TASK PROMPT.
Show only those lines of the entries where the string "Some" is found.

(Stored items)

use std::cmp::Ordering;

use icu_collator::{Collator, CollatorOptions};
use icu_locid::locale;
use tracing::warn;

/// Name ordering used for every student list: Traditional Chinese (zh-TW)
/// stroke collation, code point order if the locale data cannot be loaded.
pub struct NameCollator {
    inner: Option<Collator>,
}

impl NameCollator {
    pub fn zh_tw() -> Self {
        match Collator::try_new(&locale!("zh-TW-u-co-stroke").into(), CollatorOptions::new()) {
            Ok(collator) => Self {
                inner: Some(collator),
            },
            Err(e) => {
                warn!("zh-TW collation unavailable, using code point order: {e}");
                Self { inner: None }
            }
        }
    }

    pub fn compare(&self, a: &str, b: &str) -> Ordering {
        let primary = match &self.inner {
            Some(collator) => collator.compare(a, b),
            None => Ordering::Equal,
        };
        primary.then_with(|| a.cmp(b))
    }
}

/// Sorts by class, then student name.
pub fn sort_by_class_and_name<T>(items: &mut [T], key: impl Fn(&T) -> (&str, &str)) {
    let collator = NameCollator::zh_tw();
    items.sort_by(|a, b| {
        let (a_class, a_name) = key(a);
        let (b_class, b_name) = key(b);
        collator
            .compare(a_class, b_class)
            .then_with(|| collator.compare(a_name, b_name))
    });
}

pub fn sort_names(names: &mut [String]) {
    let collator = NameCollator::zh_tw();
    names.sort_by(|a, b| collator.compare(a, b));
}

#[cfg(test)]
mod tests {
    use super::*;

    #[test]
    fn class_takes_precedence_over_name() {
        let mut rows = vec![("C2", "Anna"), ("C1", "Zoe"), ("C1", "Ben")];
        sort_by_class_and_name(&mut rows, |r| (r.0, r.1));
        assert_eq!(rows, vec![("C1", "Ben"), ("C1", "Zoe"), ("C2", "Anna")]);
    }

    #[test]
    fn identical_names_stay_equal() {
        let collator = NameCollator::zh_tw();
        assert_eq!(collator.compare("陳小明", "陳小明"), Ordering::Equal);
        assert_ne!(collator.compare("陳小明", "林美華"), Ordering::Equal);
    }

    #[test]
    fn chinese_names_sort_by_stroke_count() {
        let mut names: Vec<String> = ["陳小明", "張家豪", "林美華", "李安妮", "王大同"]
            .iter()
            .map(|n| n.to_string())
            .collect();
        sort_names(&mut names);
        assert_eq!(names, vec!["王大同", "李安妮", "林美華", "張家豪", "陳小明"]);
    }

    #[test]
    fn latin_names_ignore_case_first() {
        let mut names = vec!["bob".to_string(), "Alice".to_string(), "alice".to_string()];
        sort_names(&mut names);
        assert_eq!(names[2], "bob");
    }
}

RESULT FOR THIS TASK.
                inner: Some(collator),
            Some(collator) => collator.compare(a, b),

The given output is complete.